=== Begin Enclosure ===

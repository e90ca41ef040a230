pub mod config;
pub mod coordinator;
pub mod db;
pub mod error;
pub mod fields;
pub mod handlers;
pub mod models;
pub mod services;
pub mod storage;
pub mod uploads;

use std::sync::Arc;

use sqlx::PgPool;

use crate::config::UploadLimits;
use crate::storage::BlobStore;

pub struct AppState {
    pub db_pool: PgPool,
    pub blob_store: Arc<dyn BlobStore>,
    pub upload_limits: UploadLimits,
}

=== End Enclosure ===
=== Begin Enclosure ===

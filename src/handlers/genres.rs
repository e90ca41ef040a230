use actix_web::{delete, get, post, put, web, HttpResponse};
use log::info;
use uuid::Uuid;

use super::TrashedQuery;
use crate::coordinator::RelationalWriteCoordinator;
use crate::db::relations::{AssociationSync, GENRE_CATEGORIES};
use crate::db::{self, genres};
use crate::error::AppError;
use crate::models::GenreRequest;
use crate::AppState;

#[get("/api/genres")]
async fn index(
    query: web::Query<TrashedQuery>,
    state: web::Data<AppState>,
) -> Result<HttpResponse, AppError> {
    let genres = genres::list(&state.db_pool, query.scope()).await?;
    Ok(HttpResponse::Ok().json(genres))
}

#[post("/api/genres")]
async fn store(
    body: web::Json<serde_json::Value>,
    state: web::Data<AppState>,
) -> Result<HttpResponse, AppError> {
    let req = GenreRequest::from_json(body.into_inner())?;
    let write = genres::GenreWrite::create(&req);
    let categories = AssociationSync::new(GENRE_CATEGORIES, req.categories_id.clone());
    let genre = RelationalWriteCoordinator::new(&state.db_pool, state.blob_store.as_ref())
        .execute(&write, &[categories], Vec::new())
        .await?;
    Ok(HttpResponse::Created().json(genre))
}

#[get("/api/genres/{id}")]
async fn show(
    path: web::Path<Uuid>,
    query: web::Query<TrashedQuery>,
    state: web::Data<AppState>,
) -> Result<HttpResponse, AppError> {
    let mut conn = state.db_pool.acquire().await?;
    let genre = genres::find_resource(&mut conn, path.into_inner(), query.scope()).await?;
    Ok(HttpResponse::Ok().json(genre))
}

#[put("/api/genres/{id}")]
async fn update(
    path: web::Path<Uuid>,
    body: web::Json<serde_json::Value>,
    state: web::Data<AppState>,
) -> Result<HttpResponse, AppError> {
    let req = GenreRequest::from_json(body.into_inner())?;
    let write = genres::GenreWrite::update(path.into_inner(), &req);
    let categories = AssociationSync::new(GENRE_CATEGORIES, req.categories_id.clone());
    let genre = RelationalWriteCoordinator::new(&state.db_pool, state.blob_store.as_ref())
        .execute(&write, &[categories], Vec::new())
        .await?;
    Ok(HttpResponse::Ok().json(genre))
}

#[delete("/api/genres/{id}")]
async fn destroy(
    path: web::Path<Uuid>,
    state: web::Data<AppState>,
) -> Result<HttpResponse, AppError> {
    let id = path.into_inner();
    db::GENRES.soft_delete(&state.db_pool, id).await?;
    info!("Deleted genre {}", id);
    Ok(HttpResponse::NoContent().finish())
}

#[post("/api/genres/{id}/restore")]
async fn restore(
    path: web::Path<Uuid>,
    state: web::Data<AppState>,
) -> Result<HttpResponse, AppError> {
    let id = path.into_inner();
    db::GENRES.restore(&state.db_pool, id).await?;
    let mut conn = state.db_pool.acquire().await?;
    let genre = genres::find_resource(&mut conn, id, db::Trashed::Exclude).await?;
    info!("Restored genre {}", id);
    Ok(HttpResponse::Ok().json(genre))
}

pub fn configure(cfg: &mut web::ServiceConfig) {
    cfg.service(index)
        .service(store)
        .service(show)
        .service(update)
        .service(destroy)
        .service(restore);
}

=== End Enclosure ===

**TASK DIRECTIONS**
Scan the material above. Extract every line in which the word "info" occurs.

**WRITTEN RESPONSE**
use log::info;
    info!("Deleted genre {}", id);
    info!("Restored genre {}", id);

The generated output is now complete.